Decision was announced shortly after a meeting between President Donald Trump and an far-right activist
The White House dismissed at least three employees of the National Security Council, with CNN advanced three sources close to the Trump administration.
The discharges occurred after Laura Loomer, the far right activist who suggested that September 11 was an internal work, to have asked President Donald Trump during a meeting on Wednesday to dismiss several members of the National Security Council, including her main assistant counselor, claiming that they are unfair. One of the sources said the dismissal were the direct result of the meeting with Loomer.
It is not certain if the main assistant counselor for national security, Alex Wong, is among the staff who were dismissed. One of the sources has speculated that National Security Counselor, Michael Waltz, may have been reluctant to say goodbye to being involved in the controversy over the escape of controversial messages related to military attacks on Yemen, which left Waltz and his team under fire.
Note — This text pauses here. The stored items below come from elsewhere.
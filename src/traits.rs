use crate::error::LayoutError;
use crate::param_layout::{ParamRole, ParamShapes};
use ndarray::{ArrayView1, ArrayViewD, ArrayViewMut1, ArrayViewMutD, Axis, Order, ShapeError};

/// Describes the trainable parameters a layer declares.
///
/// Implementors expose the ordered list of parameter names together with the
/// weight and bias subsets and the shape declared for each name. The order of
/// `param_keys` decides where each parameter lives inside a flat buffer, so it
/// must stay stable for the lifetime of the layer.
pub trait LayerDescriptor {
    /// Returns every parameter name in layout order.
    fn param_keys(&self) -> &[String];

    /// Returns the names of the parameters that are weights.
    fn weight_keys(&self) -> &[String];

    /// Returns the names of the parameters that are biases.
    fn bias_keys(&self) -> &[String];

    /// Returns the mapping from parameter name to declared shape.
    fn param_shapes(&self) -> &ParamShapes;

    /// Returns the declared shape of a single parameter.
    ///
    /// # Parameters
    ///
    /// * `name` - The parameter name to look up
    ///
    /// # Returns
    ///
    /// * `Option<&[usize]>` - The shape, or `None` if no shape was declared for `name`
    fn param_shape(&self, name: &str) -> Option<&[usize]> {
        self.param_shapes().get(name)
    }
}

/// A one-dimensional view over caller-owned numeric storage.
///
/// Splitting never copies: both halves keep borrowing the original storage for
/// `'a`, so every view produced from a buffer is bounded by the buffer's
/// lifetime. For mutable buffers the halves are disjoint borrows.
pub trait FlatBuffer<'a>: Sized {
    /// Element type of the underlying storage.
    type Elem;
    /// N-dimensional view produced by `into_shaped`.
    type Shaped;

    /// Returns the number of elements in the view.
    fn len(&self) -> usize;

    /// Returns `true` if the view holds no elements.
    fn is_empty(&self) -> bool {
        self.len() == 0
    }

    /// Returns the shape the view currently has.
    fn native_shape(&self) -> &[usize];

    /// Splits the view into `[0, mid)` and `[mid, len)`.
    ///
    /// # Parameters
    ///
    /// * `mid` - Number of elements kept in the first half
    ///
    /// # Panics
    ///
    /// Panics if `mid > self.len()`.
    fn split_at(self, mid: usize) -> (Self, Self);

    /// Reinterprets the view with a new shape without copying.
    ///
    /// # Parameters
    ///
    /// - `shape` - Target dimension sizes
    /// - `order` - Element ordering used to map flat offsets onto the target shape
    ///
    /// # Returns
    ///
    /// - `Ok(Self::Shaped)` - The reshaped view, still aliasing the same storage
    /// - `Err(ShapeError)` - If the element counts disagree or the strides cannot be reinterpreted
    fn into_shaped(self, shape: &[usize], order: Order) -> Result<Self::Shaped, ShapeError>;
}

impl<'a, A> FlatBuffer<'a> for ArrayViewMut1<'a, A> {
    type Elem = A;
    type Shaped = ArrayViewMutD<'a, A>;

    fn len(&self) -> usize {
        self.len_of(Axis(0))
    }

    fn native_shape(&self) -> &[usize] {
        self.shape()
    }

    fn split_at(self, mid: usize) -> (Self, Self) {
        ArrayViewMut1::split_at(self, Axis(0), mid)
    }

    fn into_shaped(self, shape: &[usize], order: Order) -> Result<Self::Shaped, ShapeError> {
        if self.shape() == shape {
            return Ok(self.into_dyn());
        }
        self.into_shape_with_order((shape.to_vec(), order))
    }
}

impl<'a, A> FlatBuffer<'a> for ArrayView1<'a, A> {
    type Elem = A;
    type Shaped = ArrayViewD<'a, A>;

    fn len(&self) -> usize {
        self.len_of(Axis(0))
    }

    fn native_shape(&self) -> &[usize] {
        self.shape()
    }

    fn split_at(self, mid: usize) -> (Self, Self) {
        ArrayView1::split_at(self, Axis(0), mid)
    }

    fn into_shaped(self, shape: &[usize], order: Order) -> Result<Self::Shaped, ShapeError> {
        if self.shape() == shape {
            return Ok(self.into_dyn());
        }
        self.into_shape_with_order((shape.to_vec(), order))
    }
}

/// Strategy that fills freshly laid-out parameter views with starting values.
///
/// The layout manager calls `populate` once per parameter, in layout order,
/// when the caller asks for initialization.
pub trait WeightInit {
    /// Writes starting values into one parameter view.
    ///
    /// # Parameters
    ///
    /// - `name` - Parameter name
    /// - `role` - Whether the parameter is a weight, a bias, or neither (`None`)
    /// - `shape` - Declared shape of the parameter
    /// - `view` - The parameter's view into the flat buffer
    ///
    /// # Returns
    ///
    /// - `Ok(())` - If the view was populated (or intentionally left alone)
    /// - `Err(LayoutError)` - If the strategy cannot handle this parameter
    fn populate(
        &mut self,
        name: &str,
        role: Option<ParamRole>,
        shape: &[usize],
        view: &mut ArrayViewMutD<'_, f32>,
    ) -> Result<(), LayoutError>;

    /// Returns `true` if this strategy never writes to the views it is given.
    fn is_noop(&self) -> bool {
        false
    }
}

impl<W: WeightInit + ?Sized> WeightInit for Box<W> {
    fn populate(
        &mut self,
        name: &str,
        role: Option<ParamRole>,
        shape: &[usize],
        view: &mut ArrayViewMutD<'_, f32>,
    ) -> Result<(), LayoutError> {
        (**self).populate(name, role, shape, view)
    }

    fn is_noop(&self) -> bool {
        (**self).is_noop()
    }
}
The three employees are Brian Walsh, an intelligence director and a former employee of the now secretary of state Marco Rubio in the Senate Intelligence Committee; Thomas Boodry, a senior director of legislative affairs who previously held the position of Waltz Legislative Director in Congress; and David Feith, a senior director who supervises technology and national security and served in the state department during the first Trump government.
“The National Security Council does not comment on personal affairs,” said the spokesman for the National Security Council, Brian Hughes, in statements to CNN.
Waltz had been in the oval room for other meetings when Lomer arrived on Wednesday for an audience with Trump and stayed there while the president met with Loomer. One of the people she aimed specifically was Wong. Loomer publicly questioned his loyalty to Trump and described it privately as a “Never Trump.”
“Out of respect for President Trump and the privacy of the Oval Room, I will refuse to disclose any details about my meeting in the Oval Room with President Trump,” Loomer told CNN on Thursday. “It was an honor to meet President Trump and introduce him to my conclusions. I will continue to work hard to support his agenda and continue to stress the importance of rigorous control, with the aim of protecting the president and our national security.”
The meeting with Loomer in the Oval Room, advanced by the New York Times newspaper, took place when Trump and his team prepared the announcement of the tariffs in the Garden of Rose.
Susie Wiles, the White House chief of staff, who was among the counselors who worked to control Loomer’s access to Trump during the campaign, was present at the meeting, according to an advisor.